# Regression

## Module 3

### Importing Modules

In [1]:
import pandas as pd
import numpy as np
import sklearn.metrics as skmu
from math import sqrt
from xgboost import XGBRegressor
from sklearn.linear_model import LinearRegression
from sklearn.tree import DecisionTreeRegressor
from sklearn.ensemble import AdaBoostRegressor

### Dataframes

In [2]:
train = pd.read_csv("Data/TrainingData.csv", encoding = "utf-8")
test = pd.read_csv("Data/ClassifiedFlights.csv", encoding = "utf-8")
train_X = train[(train.ArrDel15 == 1)]
train_X = train[[ 'Quarter' ,'Year' ,'Month' , 'DayofMonth','OriginAirportID','CRSDepTime', 'DestAirportID', 'DepDelayMinutes','CRSArrTime', 'windspeedKmph_x','winddirDegree_x','precipMM_x','visibility_x','pressure_x','cloudcover_x','DewPointF_x','WindGustKmph_x','humidity_x','windspeedKmph_y','winddirDegree_y','precipMM_y','visibility_y','pressure_y','cloudcover_y','DewPointF_y','WindGustKmph_y','humidity_y']].to_numpy()
test_X = test[[ 'Quarter' ,'Year' ,'Month' , 'DayofMonth','OriginAirportID','CRSDepTime', 'DestAirportID', 'DepDelayMinutes','CRSArrTime', 'windspeedKmph_x','winddirDegree_x','precipMM_x','visibility_x','pressure_x','cloudcover_x','DewPointF_x','WindGustKmph_x','humidity_x','windspeedKmph_y','winddirDegree_y','precipMM_y','visibility_y','pressure_y','cloudcover_y','DewPointF_y','WindGustKmph_y','humidity_y']].to_numpy()

In [3]:
regtrain_Y = train[['ArrDelayMinutes']].values.ravel()
regactual_Y = test[['ArrDelayMinutes']].values.ravel()

### Pipeline Regression

In [4]:
regxgb = XGBRegressor(n_estimators=200, tree_method='gpu_hist', predictor='gpu_predictor')
regxgb.fit(train_X,regtrain_Y)
regpred_Yxgb = regxgb.predict(test_X)

In [5]:
rmsexgb = sqrt(skmu.mean_squared_error(regactual_Y,regpred_Yxgb))
maexgb = skmu.mean_absolute_error(regactual_Y,regpred_Yxgb)
r2xgb = skmu.r2_score(regactual_Y,regpred_Yxgb)
print("XGBoost Regressor Metrics: \n RMSE: ", rmsexgb, "\n MAE: ", maexgb, "\n R2: ",r2xgb)
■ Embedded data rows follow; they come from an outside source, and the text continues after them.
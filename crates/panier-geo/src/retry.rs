//! Retry with exponential back-off and jitter for provider calls.

use std::future::Future;
use std::time::Duration;

use crate::error::GeoError;

/// Returns `true` for errors that are worth retrying against the same
/// endpoint: timeouts, connection failures, 5xx and 429.
pub(crate) fn is_retriable(err: &GeoError) -> bool {
    match err {
        GeoError::Timeout { .. } => true,
        GeoError::Http(e) => {
            e.is_timeout() || e.is_connect() || e.status().is_some_and(|s| s.is_server_error())
        }
        GeoError::UnexpectedStatus { status, .. } => *status >= 500 || *status == 429,
        GeoError::EmptyResponse { .. }
        | GeoError::MalformedResponse { .. }
        | GeoError::AddressNotFound(_)
        | GeoError::InvalidRequest(_) => false,
    }
}

/// Runs `operation` with up to `max_retries` additional attempts on transient
/// errors.
///
/// The delay before attempt `n + 1` is `backoff_base_ms × 2ⁿ⁻¹ ± 25 %`,
/// capped at 30 s. Non-retriable errors are returned immediately.
pub(crate) async fn retry_with_backoff<T, F, Fut>(
    max_retries: u32,
    backoff_base_ms: u64,
    mut operation: F,
) -> Result<T, GeoError>
where
    F: FnMut() -> Fut,
    Fut: Future<Output = Result<T, GeoError>>,
{
    const MAX_DELAY_MS: u64 = 30_000;
    let mut attempt = 0u32;
    loop {
        match operation().await {
            Ok(value) => return Ok(value),
            Err(err) => {
                if !is_retriable(&err) || attempt >= max_retries {
                    return Err(err);
                }
                attempt += 1;
                let computed = backoff_base_ms.saturating_mul(1u64 << (attempt - 1).min(10));
                let capped = computed.min(MAX_DELAY_MS);
                #[allow(
                    clippy::cast_possible_truncation,
                    clippy::cast_sign_loss,
                    clippy::cast_precision_loss
                )]
                let delay_ms = (capped as f64 * (rand::random::<f64>() * 0.5 + 0.75)) as u64;
                tracing::warn!(
                    attempt,
                    max_retries,
                    delay_ms,
                    error = %err,
                    "geo provider transient error, retrying after back-off"
                );
                tokio::time::sleep(Duration::from_millis(delay_ms)).await;
            }
        }
    }
}
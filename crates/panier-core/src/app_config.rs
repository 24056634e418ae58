use std::net::SocketAddr;
use std::path::PathBuf;

use crate::stores::WorkerLimits;

#[derive(Debug, Clone, PartialEq, Eq)]
pub enum Environment {
    Development,
    Test,
    Production,
}

impl std::fmt::Display for Environment {
    fn fmt(&self, f: &mut std::fmt::Formatter<'_>) -> std::fmt::Result {
        match self {
            Environment::Development => write!(f, "development"),
            Environment::Test => write!(f, "test"),
            Environment::Production => write!(f, "production"),
        }
    }
}

#[derive(Clone)]
pub struct AppConfig {
    pub env: Environment,
    pub bind_addr: SocketAddr,
    pub log_level: String,
    pub default_city: String,
    pub browser_headless: bool,
    pub browser_executable: Option<PathBuf>,
    pub browser_user_agent: String,
    pub worker_limits: WorkerLimits,
    pub store_concurrency: usize,
    pub geo_timeout_secs: u64,
    pub geo_user_agent: String,
    pub geo_max_retries: u32,
    pub geo_backoff_base_ms: u64,
    pub geocoder_urls: Vec<String>,
    pub overpass_urls: Vec<String>,
    pub rate_limit_per_minute: usize,
}

impl std::fmt::Debug for AppConfig {
    fn fmt(&self, f: &mut std::fmt::Formatter<'_>) -> std::fmt::Result {
        f.debug_struct("AppConfig")
            .field("env", &self.env)
            .field("bind_addr", &self.bind_addr)
            .field("log_level", &self.log_level)
            .field("default_city", &self.default_city)
            .field("browser_headless", &self.browser_headless)
            .field("browser_executable", &self.browser_executable)
            .field("worker_limits", &self.worker_limits)
            .field("store_concurrency", &self.store_concurrency)
            .field("geo_timeout_secs", &self.geo_timeout_secs)
            .field("geo_max_retries", &self.geo_max_retries)
            .field("geo_backoff_base_ms", &self.geo_backoff_base_ms)
            .field("geocoder_urls", &self.geocoder_urls)
            .field("overpass_urls", &self.overpass_urls)
            .field("rate_limit_per_minute", &self.rate_limit_per_minute)
            .finish_non_exhaustive()
    }
}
XGBoost Regressor Metrics: 
 RMSE:  31.789288422506043 
 MAE:  14.954194929839565 
 R2:  0.8409080392897866


In [6]:
reglin = LinearRegression()
reglin.fit(train_X,regtrain_Y)
regpred_Ylin = reglin.predict(test_X)

In [7]:
rmselin = sqrt(skmu.mean_squared_error(regactual_Y, regpred_Ylin))
maelin = skmu.mean_absolute_error(regactual_Y,regpred_Ylin)
r2lin = skmu.r2_score(regactual_Y,regpred_Ylin)
print("Linear Regressor Metrics: \n RMSE: ", rmselin, "\n MAE: ", maelin, "\n R2: ",r2lin)

Linear Regressor Metrics: 
 RMSE:  18.34550577358906 
 MAE:  13.517815141576698 
 R2:  0.9470158465478425


In [8]:
regtrees = DecisionTreeRegressor(random_state = 0)
regtrees.fit(train_X, regtrain_Y)
regpred_Ytree = regtrees.predict(test_X)

In [9]:
rmsetree = sqrt(skmu.mean_squared_error(regactual_Y, regpred_Ytree))
maetree = skmu.mean_absolute_error(regactual_Y,regpred_Ytree)
r2tree = skmu.r2_score(regactual_Y,regpred_Ytree)
print("Decision Tree Regressor Metrics: \n RMSE: ", rmsetree, "\n MAE: ", maetree, "\n R2: ",r2tree)

Decision Tree Regressor Metrics: 
 RMSE:  25.51054043452357 
 MAE:  18.370749911147968 
 R2:  0.8975467029123088


In [10]:
regada = AdaBoostRegressor(n_estimators = 100)
regada.fit(train_X, regtrain_Y)
regpred_Yada = regada.predict(test_X)

In [11]:
rmseada = sqrt(skmu.mean_squared_error(regactual_Y, regpred_Yada))
maeada = skmu.mean_absolute_error(regactual_Y,regpred_Yada)
r2ada = skmu.r2_score(regactual_Y,regpred_Yada)
print("AdaBoost Regressor Metrics: \n RMSE: ", rmseada, "\n MAE: ", maeada, "\n R2: ",r2ada)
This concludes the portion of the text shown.